Texto: Ali Salem Iselmu. Ilustración del artista saharaui Fadel Jalifa
Estaban solos encima de una duna descansando, alejados del ruido del mundo, buscando su propia libertad en aquel interminable paisaje. Querían abrazarse con mucha fuerza sobre la fina arena, y mezclarse con ella. Sentir su propia soledad, derrumbarse sobre sus cuerpos.
No querían unirse a ningún grupo. Querían caminar, correr, y dibujar sus huellas en aquel lugar virgen. Convertir sus voces en los ecos del viento.
Cuando el imponente sol empezó a ocultarse, sus sombras se hacían más largas. Podían ver desde lejos, los movimientos de sus manos, el tamaño de sus cabezas. Caminaban descalzos y despacio, mientras sus ojos despedían el último rayo de luz.
La noche irrumpió con sus majestuosas estrellas, la oscuridad era total. A lo lejos se veía la luz de una linterna, la única señal a muchos kilómetros.
Ellos se adentraron en aquella cueva, cuyas paredes estaban cubiertas por figuras de extraños animales, animales tan antiguos que hoy serían difíciles de encontrar. Por el otro lado, vieron figuras de hombres largos y delegados, que cazaban en la sabana.
Con la luz de la linterna fueron mirando, todo lo que les rodeaba. Sentían miedo y a la vez felicidad. Eran los únicos humanos, los primeros conquistadores de un territorio de lagartos negros y escarabajos.
Abrieron sus dos bultos. Primero tendieron una manta de color verde, sobre la superficie de la cueva. Desde el lugar donde colocaron sus cojines, sábanas y sacos de dormir. Podían ver las estrellas, contemplar el silencio de la noche.

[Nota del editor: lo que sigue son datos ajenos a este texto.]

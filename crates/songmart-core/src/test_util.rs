//! Shared test fixtures: NDJSON writers and canned record lines.

use std::io::Write;
use std::path::Path;

use serde_json::{json, Value};

use crate::config::{EtlConfig, StorageCredentials};

pub(crate) type TestResult = Result<(), Box<dyn std::error::Error>>;

pub(crate) fn test_config(input_root: &Path, output_root: &Path) -> EtlConfig {
    EtlConfig {
        credentials: StorageCredentials {
            access_key_id: "AKIATEST".to_string(),
            secret_access_key: "test-secret".to_string(),
        },
        input_root: input_root.display().to_string(),
        output_root: output_root.display().to_string(),
        timezone: None,
    }
}

/// Write one JSON object per line, creating parent directories.
pub(crate) fn write_ndjson(path: &Path, lines: &[Value]) -> std::io::Result<()> {
    if let Some(parent) = path.parent() {
        std::fs::create_dir_all(parent)?;
    }
    let mut file = std::fs::File::create(path)?;
    for line in lines {
        writeln!(file, "{line}")?;
    }
    Ok(())
}

pub(crate) fn song_line(
    song_id: &str,
    title: &str,
    artist_id: &str,
    artist_name: &str,
    year: i64,
    duration: f64,
) -> Value {
    json!({
        "song_id": song_id,
        "title": title,
        "artist_id": artist_id,
        "artist_name": artist_name,
        "artist_location": "Sacramento, CA",
        "artist_latitude": 38.58,
        "artist_longitude": -121.49,
        "year": year,
        "duration": duration,
    })
}

/// A `NextSong` activity line; `song` is `None` for plays whose title
/// field is absent.
#[allow(clippy::too_many_arguments)]
pub(crate) fn play_line(
    user_id: &str,
    first_name: &str,
    last_name: &str,
    gender: &str,
    level: &str,
    ts: i64,
    session_id: i64,
    song: Option<&str>,
) -> Value {
    json!({
        "page": "NextSong",
        "userId": user_id,
        "firstName": first_name,
        "lastName": last_name,
        "gender": gender,
        "level": level,
        "ts": ts,
        "sessionId": session_id,
        "song": song,
        "location": "San Francisco-Oakland-Hayward, CA",
        "userAgent": "Mozilla/5.0",
    })
}

/// A non-play activity line (login, help page, and so on).
pub(crate) fn page_visit_line(user_id: &str, page: &str, ts: i64) -> Value {
    json!({
        "page": page,
        "userId": user_id,
        "firstName": "Casey",
        "lastName": "Visitor",
        "gender": "M",
        "level": "free",
        "ts": ts,
        "sessionId": 7,
        "song": null,
        "location": "Chicago-Naperville-Elgin, IL-IN-WI",
        "userAgent": "Mozilla/5.0",
    })
}
use crate::foundation::error::{PinscrubError, PinscrubResult};

/// One scroll-pinned animation zone.
///
/// Offsets are in whatever scroll units the host supplies (pixels, lines);
/// the region only ever compares and divides them, so the unit cancels out.
#[derive(Clone, Copy, Debug, serde::Serialize, serde::Deserialize)]
pub struct PinRegion {
    /// Scroll offset at which pinning begins.
    pub trigger_start: f64,
    /// Scroll distance consumed while pinned, mapped onto the [0,1]
    /// progress domain.
    pub scrub_length: f64,
}

impl PinRegion {
    /// Viewport heights of scroll the authored region consumes while pinned.
    pub const DEFAULT_SCRUB_VIEWPORTS: f64 = 4.0;

    pub fn new(trigger_start: f64, scrub_length: f64) -> PinscrubResult<Self> {
        let region = Self {
            trigger_start,
            scrub_length,
        };
        region.validate()?;
        Ok(region)
    }

    /// The authored region: pinning starts when the section top hits the top
    /// of the viewport and runs for four viewport heights of scroll.
    pub fn for_viewport(section_top: f64, viewport_height: f64) -> PinscrubResult<Self> {
        Self::new(section_top, Self::DEFAULT_SCRUB_VIEWPORTS * viewport_height)
    }

    pub fn validate(&self) -> PinscrubResult<()> {
        if !self.trigger_start.is_finite() {
            return Err(PinscrubError::validation("trigger_start must be finite"));
        }
        if !self.scrub_length.is_finite() || self.scrub_length <= 0.0 {
            return Err(PinscrubError::validation("scrub_length must be > 0"));
        }
        Ok(())
    }

    pub fn trigger_end(&self) -> f64 {
        self.trigger_start + self.scrub_length
    }

    /// True while the given scroll offset lies inside the pinned range.
    pub fn contains(&self, scroll_offset: f64) -> bool {
        scroll_offset >= self.trigger_start && scroll_offset <= self.trigger_end()
    }
}

/// Viewport-relative trigger line for the playback visibility signal.
///
/// The media region counts as "in view" once its top edge crosses a line
/// placed at `start_fraction` of the viewport height, measured from the top.
#[derive(Clone, Copy, Debug, serde::Serialize, serde::Deserialize)]
pub struct ViewportTrigger {
    pub start_fraction: f64,
}

impl Default for ViewportTrigger {
    fn default() -> Self {
        // The authored trigger: "in view" once the top reaches 80% down
        // the viewport.
        Self {
            start_fraction: 0.8,
        }
    }
}

impl ViewportTrigger {
    pub fn new(start_fraction: f64) -> PinscrubResult<Self> {
        let trigger = Self { start_fraction };
        trigger.validate()?;
        Ok(trigger)
    }

    pub fn validate(&self) -> PinscrubResult<()> {
        if !self.start_fraction.is_finite()
            || self.start_fraction <= 0.0
            || self.start_fraction > 1.0
        {
            return Err(PinscrubError::validation(
                "start_fraction must be in (0, 1]",
            ));
        }
        Ok(())
    }

    /// Reduce a measured section-top position to the boolean intersection
    /// signal the dispatcher consumes. Direction-independent.
    pub fn is_intersecting(&self, section_top: f64, viewport_height: f64) -> bool {
        section_top <= viewport_height * self.start_fraction
    }
}
use crate::{
    foundation::error::{PinscrubError, PinscrubResult},
    foundation::math::clamp01,
    region::PinRegion,
};

/// Maps raw scroll offsets inside a [`PinRegion`] to normalized progress.
///
/// Sampling is a pure function of the offset: no accumulation, no drift,
/// so scrubbing back and forth reproduces identical values.
#[derive(Clone, Copy, Debug)]
pub struct ProgressSampler {
    region: PinRegion,
}

impl ProgressSampler {
    /// Degenerate regions (`scrub_length <= 0`) are rejected here, at setup,
    /// never at sample time.
    pub fn new(region: PinRegion) -> PinscrubResult<Self> {
        region.validate()?;
        Ok(Self { region })
    }

    pub fn region(&self) -> &PinRegion {
        &self.region
    }

    /// Normalized progress in [0,1] for the given scroll offset.
    /// Monotonic in the offset and idempotent for repeated calls.
    pub fn sample(&self, scroll_offset: f64) -> f64 {
        clamp01((scroll_offset - self.region.trigger_start) / self.region.scrub_length)
    }
}

/// Optional scrub smoothing: painted progress exponentially catches up to
/// the sampled target instead of jumping, like a scrubbed timeline with a
/// lag factor.
///
/// This is the one deliberately stateful piece of the progress path, so it
/// lives outside [`ProgressSampler`] and is off by default. It never
/// overshoots and snaps to the target once the gap is below resolution.
#[derive(Clone, Copy, Debug)]
pub struct ScrubLag {
    factor: f64,
    painted: Option<f64>,
}

impl ScrubLag {
    const SNAP_EPS: f64 = 1e-4;

    /// `factor` is the per-event catch-up fraction in (0, 1].
    pub fn new(factor: f64) -> PinscrubResult<Self> {
        if !factor.is_finite() || factor <= 0.0 || factor > 1.0 {
            return Err(PinscrubError::validation(
                "scrub lag factor must be in (0, 1]",
            ));
        }
        Ok(Self {
            factor,
            painted: None,
        })
    }

    /// Advance toward `target` and return the painted progress.
    /// The first sample after construction or [`reset`](Self::reset) starts
    /// exactly at the target.
    pub fn advance(&mut self, target: f64) -> f64 {
        let target = clamp01(target);
        let painted = match self.painted {
            None => target,
            Some(prev) => {
                let next = prev + (target - prev) * self.factor;
                if (target - next).abs() < Self::SNAP_EPS {
                    target
                } else {
                    next
                }
            }
        };
        self.painted = Some(painted);
        painted
    }

    pub fn reset(&mut self) {
        self.painted = None;
    }
}
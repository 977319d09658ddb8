use std::{
    fs::File,
    io::BufReader,
    path::{Path, PathBuf},
};

use anyhow::Context as _;
use clap::{Parser, Subcommand};

#[derive(Parser, Debug)]
#[command(name = "pinscrub", version)]
struct Cli {
    #[command(subcommand)]
    cmd: Command,
}

#[derive(Subcommand, Debug)]
enum Command {
    /// Replay a scroll script through a controller and dump each update as JSON.
    Replay(ReplayArgs),
}

#[derive(Parser, Debug)]
struct ReplayArgs {
    /// Input replay JSON.
    #[arg(long = "in")]
    in_path: PathBuf,

    /// Pretty-print each update instead of one object per line.
    #[arg(long)]
    pretty: bool,
}

/// One scripted event. `intersecting` wins over `section_top` when both are
/// present; `section_top` is reduced to the intersection signal via the
/// replay's viewport trigger.
#[derive(Debug, serde::Deserialize)]
struct ReplayStep {
    offset: f64,
    #[serde(default)]
    section_top: Option<f64>,
    #[serde(default)]
    intersecting: Option<bool>,
}

#[derive(Debug, serde::Deserialize)]
struct ReplayDoc {
    controller: pinscrub::ControllerConfig,
    #[serde(default)]
    trigger: pinscrub::ViewportTrigger,
    viewport_height: f64,
    script: Vec<ReplayStep>,
}

fn main() -> anyhow::Result<()> {
    let cli = Cli::parse();
    match cli.cmd {
        Command::Replay(args) => cmd_replay(args),
    }
}

fn read_replay_json(path: &Path) -> anyhow::Result<ReplayDoc> {
    let f = File::open(path).with_context(|| format!("open replay '{}'", path.display()))?;
    let r = BufReader::new(f);
    let doc: ReplayDoc = serde_json::from_reader(r).with_context(|| "parse replay JSON")?;
    Ok(doc)
}

fn cmd_replay(args: ReplayArgs) -> anyhow::Result<()> {
    let doc = read_replay_json(&args.in_path)?;
    doc.trigger.validate()?;
    if !doc.viewport_height.is_finite() || doc.viewport_height <= 0.0 {
        anyhow::bail!("viewport_height must be > 0");
    }

    let mut controller = pinscrub::PinController::new(
        doc.controller,
        Box::new(pinscrub::NoopPlayer),
        Box::new(pinscrub::RecordingSink::default()),
    )?;

    let mut updates = 0usize;
    for step in &doc.script {
        let intersecting = step.intersecting.or_else(|| {
            step.section_top
                .map(|top| doc.trigger.is_intersecting(top, doc.viewport_height))
        });
        let sample = pinscrub::ScrollSample {
            offset: step.offset,
            intersecting,
        };
        let Some(update) = controller.update(sample) else {
            break;
        };

        let line = if args.pretty {
            serde_json::to_string_pretty(&update)?
        } else {
            serde_json::to_string(&update)?
        };
        println!("{line}");
        updates += 1;
    }

    controller.teardown();
    eprintln!("replayed {updates} events");
    Ok(())
}
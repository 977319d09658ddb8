use crate::{
    foundation::error::{PinscrubError, PinscrubResult},
    foundation::math::clamp01,
};

/// The ordered, exhaustive partition of the [0,1] progress domain.
#[derive(Clone, Copy, Debug, PartialEq, Eq, serde::Serialize, serde::Deserialize)]
pub enum Phase {
    /// Media container grows from its inset card to full viewport.
    Expansion,
    /// Container is held at full size while overlays hand off.
    Viewing,
}

/// Progress resolved into a phase plus progress renormalized to that
/// phase's own [0,1] range.
#[derive(Clone, Copy, Debug, PartialEq, serde::Serialize, serde::Deserialize)]
pub struct PhaseProgress {
    pub phase: Phase,
    /// Phase-local progress in [0,1]; reaches exactly 0 and 1 at the
    /// phase's own boundaries.
    pub local: f64,
}

/// The seam between the two phases.
///
/// Validated at setup so a bad boundary is fatal at init, never a surprise
/// on the first scroll event.
#[derive(Clone, Copy, Debug, serde::Serialize, serde::Deserialize)]
pub struct PhaseTable {
    /// Upper boundary of `Expansion` / lower boundary of `Viewing`.
    pub seam: f64,
}

impl Default for PhaseTable {
    fn default() -> Self {
        Self { seam: 0.7 }
    }
}

impl PhaseTable {
    pub fn new(seam: f64) -> PinscrubResult<Self> {
        let table = Self { seam };
        table.validate()?;
        Ok(table)
    }

    pub fn validate(&self) -> PinscrubResult<()> {
        if !self.seam.is_finite() || self.seam <= 0.0 || self.seam >= 1.0 {
            return Err(PinscrubError::validation(
                "phase seam must lie strictly inside (0, 1)",
            ));
        }
        Ok(())
    }

    /// Resolve normalized progress into exactly one phase.
    ///
    /// Tie-break: progress equal to the seam belongs to `Expansion`, so the
    /// seam frame shows the terminal expansion values rather than flickering
    /// into `Viewing` for one event.
    pub fn resolve(&self, progress: f64) -> PhaseProgress {
        let p = clamp01(progress);
        if p <= self.seam {
            PhaseProgress {
                phase: Phase::Expansion,
                local: clamp01(p / self.seam),
            }
        } else {
            PhaseProgress {
                phase: Phase::Viewing,
                local: clamp01((p - self.seam) / (1.0 - self.seam)),
            }
        }
    }
}

#[cfg(test)]
mod tests {
    use super::*;

    #[test]
    fn partition_is_exhaustive_with_local_in_range() {
        let table = PhaseTable::default();
        let mut p = 0.0;
        while p <= 1.0 {
            let pp = table.resolve(p);
            assert!(pp.local >= 0.0 && pp.local <= 1.0, "p={p}");
            match pp.phase {
                Phase::Expansion => assert!(p <= 0.7),
                Phase::Viewing => assert!(p > 0.7),
            }
            p += 0.001;
        }
    }

    #[test]
    fn local_progress_hits_exact_boundaries() {
        let table = PhaseTable::default();
        assert_eq!(table.resolve(0.0).local, 0.0);
        assert_eq!(table.resolve(0.7).local, 1.0);
        assert_eq!(table.resolve(1.0).local, 1.0);
    }

    #[test]
    fn seam_tie_break_is_expansion() {
        // Regression pin: 0.7 exactly resolves to Expansion, every time.
        let table = PhaseTable::default();
        for _ in 0..8 {
            assert_eq!(table.resolve(0.7).phase, Phase::Expansion);
        }
        assert_eq!(table.resolve(0.7 + 1e-9).phase, Phase::Viewing);
    }

    #[test]
    fn out_of_range_progress_is_clamped_not_rejected() {
        let table = PhaseTable::default();
        assert_eq!(table.resolve(-3.0).phase, Phase::Expansion);
        assert_eq!(table.resolve(-3.0).local, 0.0);
        assert_eq!(table.resolve(42.0).phase, Phase::Viewing);
        assert_eq!(table.resolve(42.0).local, 1.0);
        assert_eq!(table.resolve(f64::NAN).phase, Phase::Expansion);
    }

    #[test]
    fn seam_is_validated_at_setup() {
        assert!(PhaseTable::new(0.0).is_err());
        assert!(PhaseTable::new(1.0).is_err());
        assert!(PhaseTable::new(-0.2).is_err());
        assert!(PhaseTable::new(f64::NAN).is_err());
        assert!(PhaseTable::new(0.7).is_ok());
    }
}
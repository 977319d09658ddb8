use crate::foundation::error::PinscrubError;

/// Why a playback start was rejected (autoplay policy, decode failure).
/// Never escalated by the dispatcher; carried only for logging.
#[derive(thiserror::Error, Debug)]
#[error("playback start rejected: {reason}")]
pub struct PlaybackError {
    pub reason: String,
}

impl PlaybackError {
    pub fn new(reason: impl Into<String>) -> Self {
        Self {
            reason: reason.into(),
        }
    }
}

impl From<PlaybackError> for PinscrubError {
    fn from(e: PlaybackError) -> Self {
        PinscrubError::playback(e.reason)
    }
}

/// The media playback primitive. The controller only ever starts and stops
/// it; playback position is the player's own business.
pub trait MediaPlayer {
    /// Best-effort start. Rejections are the caller's to swallow.
    fn play(&mut self) -> Result<(), PlaybackError>;
    fn pause(&mut self);
}

/// A player that accepts every request and does nothing. Useful for replay
/// tooling and tests that only care about the animation path.
#[derive(Clone, Copy, Debug, Default)]
pub struct NoopPlayer;

impl MediaPlayer for NoopPlayer {
    fn play(&mut self) -> Result<(), PlaybackError> {
        Ok(())
    }

    fn pause(&mut self) {}
}

#[derive(Clone, Copy, Debug, PartialEq, Eq, serde::Serialize, serde::Deserialize)]
pub enum MediaPlaybackState {
    Paused,
    Playing,
}

/// Turns the boolean viewport-intersection signal into play/pause calls.
///
/// Driven purely by visibility, never by scroll phase: re-entering from
/// either direction resumes playback, leaving in either direction pauses.
/// A rejected `play()` leaves the state `Paused` and is logged, nothing
/// more; the animation path must never stall on it.
pub struct PlaybackDispatcher {
    player: Box<dyn MediaPlayer>,
    state: MediaPlaybackState,
    intersecting: bool,
}

impl PlaybackDispatcher {
    pub fn new(player: Box<dyn MediaPlayer>) -> Self {
        Self {
            player,
            state: MediaPlaybackState::Paused,
            intersecting: false,
        }
    }

    pub fn state(&self) -> MediaPlaybackState {
        self.state
    }

    pub fn is_intersecting(&self) -> bool {
        self.intersecting
    }

    /// Feed the current intersection signal. Level-triggered input, edge-
    /// triggered effects: repeating the same level is a no-op.
    pub fn on_intersection(&mut self, intersecting: bool) {
        if intersecting == self.intersecting {
            return;
        }
        self.intersecting = intersecting;

        if intersecting {
            match self.player.play() {
                Ok(()) => self.state = MediaPlaybackState::Playing,
                Err(e) => {
                    tracing::warn!(error = %e, "playback start rejected; staying paused");
                }
            }
        } else {
            self.player.pause();
            self.state = MediaPlaybackState::Paused;
        }
    }

    /// Pause and forget the intersection level, so no late completion can
    /// flip the state after the owner is gone.
    pub fn teardown(&mut self) {
        if self.state == MediaPlaybackState::Playing {
            self.player.pause();
        }
        self.state = MediaPlaybackState::Paused;
        self.intersecting = false;
    }
}

impl std::fmt::Debug for PlaybackDispatcher {
    fn fmt(&self, f: &mut std::fmt::Formatter<'_>) -> std::fmt::Result {
        f.debug_struct("PlaybackDispatcher")
            .field("state", &self.state)
            .field("intersecting", &self.intersecting)
            .finish_non_exhaustive()
    }
}
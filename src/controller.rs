use crate::{
    foundation::error::PinscrubResult,
    phase::{Phase, PhaseTable},
    playback::{MediaPlaybackState, MediaPlayer, PlaybackDispatcher},
    region::PinRegion,
    sampler::{ProgressSampler, ScrubLag},
    vector::{AnimatedStateVector, interpolate},
};

/// Receives each computed state vector. The controller has no opinion on
/// how (or whether) the vector is painted.
pub trait FrameSink {
    fn apply(&mut self, vector: &AnimatedStateVector);
}

/// A sink that keeps every applied vector, for replay dumps and tests.
#[derive(Debug, Default)]
pub struct RecordingSink {
    pub frames: Vec<AnimatedStateVector>,
}

impl FrameSink for RecordingSink {
    fn apply(&mut self, vector: &AnimatedStateVector) {
        self.frames.push(*vector);
    }
}

/// Load-time configuration for one controller.
#[derive(Clone, Copy, Debug, serde::Serialize, serde::Deserialize)]
pub struct ControllerConfig {
    pub region: PinRegion,
    #[serde(default)]
    pub phases: PhaseTable,
    /// Optional scrub-lag catch-up fraction in (0, 1]. Absent means painted
    /// progress tracks sampled progress exactly.
    #[serde(default)]
    pub scrub_lag: Option<f64>,
}

impl ControllerConfig {
    pub fn new(region: PinRegion) -> Self {
        Self {
            region,
            phases: PhaseTable::default(),
            scrub_lag: None,
        }
    }
}

/// One scroll or combined scroll+visibility event.
#[derive(Clone, Copy, Debug, serde::Serialize, serde::Deserialize)]
pub struct ScrollSample {
    pub offset: f64,
    /// Intersection signal for the same event, if the source measured one.
    #[serde(default)]
    pub intersecting: Option<bool>,
}

/// What one update produced, in the order it was produced.
#[derive(Clone, Copy, Debug, PartialEq, serde::Serialize)]
pub struct FrameUpdate {
    pub pinned: bool,
    pub progress: f64,
    pub phase: Phase,
    pub phase_local: f64,
    pub vector: AnimatedStateVector,
    pub playback: MediaPlaybackState,
}

/// Owns the pinned region's lifecycle: sampling, phase resolution,
/// interpolation, sink application, and playback dispatch, in that order.
///
/// Every update recomputes the whole vector from one progress sample, so a
/// frame can never mix values from two samples, and scrolling back and
/// forth reproduces identical vectors for identical offsets (the scrub-lag
/// smoother is the documented, opt-in exception on the painted path).
pub struct PinController {
    sampler: ProgressSampler,
    phases: PhaseTable,
    scrub_lag: Option<ScrubLag>,
    dispatcher: PlaybackDispatcher,
    sink: Box<dyn FrameSink>,
    pinned: bool,
    torn_down: bool,
}

impl PinController {
    /// Validates all configuration up front; a controller that constructs
    /// will never fail on a scroll event. Applies the resting-state vector
    /// to the sink before any event arrives.
    pub fn new(
        config: ControllerConfig,
        player: Box<dyn MediaPlayer>,
        mut sink: Box<dyn FrameSink>,
    ) -> PinscrubResult<Self> {
        let sampler = ProgressSampler::new(config.region)?;
        config.phases.validate()?;
        let scrub_lag = config.scrub_lag.map(ScrubLag::new).transpose()?;

        sink.apply(&AnimatedStateVector::initial());

        Ok(Self {
            sampler,
            phases: config.phases,
            scrub_lag,
            dispatcher: PlaybackDispatcher::new(player),
            sink,
            pinned: false,
            torn_down: false,
        })
    }

    pub fn is_pinned(&self) -> bool {
        self.pinned
    }

    pub fn playback(&self) -> MediaPlaybackState {
        self.dispatcher.state()
    }

    /// Process one event: recompute and apply the state vector first, then
    /// evaluate any side-effect dispatch carried by the same event. Returns
    /// `None` once torn down.
    #[tracing::instrument(skip(self), level = "trace")]
    pub fn update(&mut self, sample: ScrollSample) -> Option<FrameUpdate> {
        if self.torn_down {
            return None;
        }

        let progress = self.sampler.sample(sample.offset);
        let pinned = self.sampler.region().contains(sample.offset);
        if pinned != self.pinned {
            tracing::debug!(pinned, progress, "pin state changed");
            self.pinned = pinned;
        }

        let painted = match self.scrub_lag.as_mut() {
            Some(lag) => lag.advance(progress),
            None => progress,
        };

        let pp = self.phases.resolve(painted);
        let vector = interpolate(pp);
        self.sink.apply(&vector);

        // Visual state is applied above before playback is touched, so a
        // frame never pairs a stale opacity with a new playback state.
        if let Some(intersecting) = sample.intersecting {
            self.dispatcher.on_intersection(intersecting);
        }

        Some(FrameUpdate {
            pinned,
            progress,
            phase: pp.phase,
            phase_local: pp.local,
            vector,
            playback: self.dispatcher.state(),
        })
    }

    /// Scroll-only event.
    pub fn on_scroll(&mut self, offset: f64) -> Option<FrameUpdate> {
        self.update(ScrollSample {
            offset,
            intersecting: None,
        })
    }

    /// Visibility-only event; leaves the animated state untouched.
    pub fn on_intersection(&mut self, intersecting: bool) {
        if self.torn_down {
            return;
        }
        self.dispatcher.on_intersection(intersecting);
    }

    /// Release everything: pauses playback, clears the intersection level,
    /// and makes every later event inert, so a completion arriving after
    /// teardown cannot re-trigger state changes.
    pub fn teardown(&mut self) {
        if self.torn_down {
            return;
        }
        tracing::debug!("controller teardown");
        self.dispatcher.teardown();
        if let Some(lag) = self.scrub_lag.as_mut() {
            lag.reset();
        }
        self.pinned = false;
        self.torn_down = true;
    }
}

impl std::fmt::Debug for PinController {
    fn fmt(&self, f: &mut std::fmt::Formatter<'_>) -> std::fmt::Result {
        f.debug_struct("PinController")
            .field("region", self.sampler.region())
            .field("phases", &self.phases)
            .field("pinned", &self.pinned)
            .field("torn_down", &self.torn_down)
            .finish_non_exhaustive()
    }
}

Tenían ganas de besarse, de fundir sus labios y volver al origen del mundo. Caminar por aquel valle de árboles verdes, invadido por pequeñas dunas que han ido avanzando con el paso de los años.
Decidieron entonces dar un paseo en medio de aquella oscura noche, dejando en el lugar donde iban a dormir, la luz de una vela. Agarrados de la mano y acompañados de la luz de una linterna, atravesaron la escasa vegetación, mientras tenían la sensación de ser observados, de ser vigilados. El cielo era su mejor aliado, las estrellas rompían la oscuridad, indicaban el camino y le daban un color extraño a las montañas. Los árboles parecían fantasmas, dispuestos a hablar, a interrumpir la soledad de aquellas palabras.
Todo era tan bonito, tan salvaje, tan primitivo en aquel valle que los dos decidieron vencer sus miedos, besándose intensamente. Dejándose caer sobre aquella duna, cerca del tronco de un árbol. Se desnudaron y juntos experimentaron el temblor de sus cuerpos, La inseguridad de aquella naturaleza virgen.
Volvieron sobre sus pasos. La luz de la vela era la única señal que les podía devolver al interior de aquel abrigo, en el que se dice que los diablos dibujaron las pinturas rupestres para asustar a los hombres.
Antes de cerrar sus ojos, vieron una luz atravesar el cielo, fueron solo unos instantes. En aquel momento, el sonido de algún pájaro de hábitos nocturnos se oía en el interior de la cueva. Ellos estaban tan cansados que abrazaron un dulce sueño, lleno a veces de extraños fantasmas.